[TASK DESCRIPTION]
Would you output all the data exactly as it stands?

[PROVIDED ENTRIES]
----------

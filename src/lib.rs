//! # grid_traversal
//!
//! The core of a grid pathfinding visualizer. Walls are drawn on a square grid, a start and a
//! destination are picked, and either
//! [breadth-first search](https://en.wikipedia.org/wiki/Breadth-first_search) or
//! [depth-first search](https://en.wikipedia.org/wiki/Depth-first_search) explores the grid
//! over the four orthogonal directions. Both traversals are synchronous and report every step
//! as a [TraversalEvent]; a [Timeline] turns those steps and the reconstructed path into timed
//! frames which a [Renderer] plays back. The [Simulation] context enforces the editing rules
//! and the run state machine, and the [Controller] routes clicks and reports refusals.
//!
//! ```
//! use grid_traversal::{Algorithm, AnimationTimings, CellId, GridSize, Instant, Simulation};
//!
//! let mut sim = Simulation::new(GridSize::default()).with_timings(AnimationTimings::instant());
//! sim.select_algorithm(Algorithm::BreadthFirst);
//! sim.set_start(CellId(1)).unwrap();
//! sim.set_end(CellId(64)).unwrap();
//! let outcome = sim.start_simulation(&mut Instant).unwrap();
//! assert_eq!(outcome.path().map(|p| p.len()), Some(15));
//! ```
pub mod animation;
pub mod cell;
pub mod controller;
pub mod error;
pub mod graph;
pub mod grid;
pub mod render;
pub mod search;
pub mod simulation;

use fxhash::FxBuildHasher;
use indexmap::IndexMap;

/// Insertion ordered map used for adjacency lists and search trees.
pub type FxIndexMap<K, V> = IndexMap<K, V, FxBuildHasher>;

pub use animation::{AnimationTimings, Frame, Timeline};
pub use cell::{Cell, CellId, CellState};
pub use controller::{Controller, EditMode, LogSink, NotificationSink};
pub use error::SimulationError;
pub use graph::{build_adjacency, Adjacency};
pub use grid::{CellGrid, Direction, GridSize};
pub use render::{Instant, Renderer, Sleeping};
pub use search::{
    bfs, dfs, reconstruct_path, Algorithm, ParentMap, SearchTree, Traversal, TraversalEvent,
};
pub use simulation::{RunOutcome, RunPhase, Simulation};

----------

[OUTPUT OF THE TASK]
filename src/lib.rs
//! # grid_traversal
//!
//! The core of a grid pathfinding visualizer. Walls are drawn on a square grid, a start and a
//! destination are picked, and either
//! [breadth-first search](https://en.wikipedia.org/wiki/Breadth-first_search) or
//! [depth-first search](https://en.wikipedia.org/wiki/Depth-first_search) explores the grid
//! over the four orthogonal directions. Both traversals are synchronous and report every step
//! as a [TraversalEvent]; a [Timeline] turns those steps and the reconstructed path into timed
//! frames which a [Renderer] plays back. The [Simulation] context enforces the editing rules
//! and the run state machine, and the [Controller] routes clicks and reports refusals.
//!
//! ```
//! use grid_traversal::{Algorithm, AnimationTimings, CellId, GridSize, Instant, Simulation};
//!
//! let mut sim = Simulation::new(GridSize::default()).with_timings(AnimationTimings::instant());
//! sim.select_algorithm(Algorithm::BreadthFirst);
//! sim.set_start(CellId(1)).unwrap();
//! sim.set_end(CellId(64)).unwrap();
//! let outcome = sim.start_simulation(&mut Instant).unwrap();
//! assert_eq!(outcome.path().map(|p| p.len()), Some(15));
//! ```
pub mod animation;
pub mod cell;
pub mod controller;
pub mod error;
pub mod graph;
pub mod grid;
pub mod render;
pub mod search;
pub mod simulation;

use fxhash::FxBuildHasher;
use indexmap::IndexMap;

/// Insertion ordered map used for adjacency lists and search trees.
pub type FxIndexMap<K, V> = IndexMap<K, V, FxBuildHasher>;

pub use animation::{AnimationTimings, Frame, Timeline};
pub use cell::{Cell, CellId, CellState};
pub use controller::{Controller, EditMode, LogSink, NotificationSink};
pub use error::SimulationError;
pub use graph::{build_adjacency, Adjacency};
pub use grid::{CellGrid, Direction, GridSize};
pub use render::{Instant, Renderer, Sleeping};
pub use search::{
    bfs, dfs, reconstruct_path, Algorithm, ParentMap, SearchTree, Traversal, TraversalEvent,
};
pub use simulation::{RunOutcome, RunPhase, Simulation};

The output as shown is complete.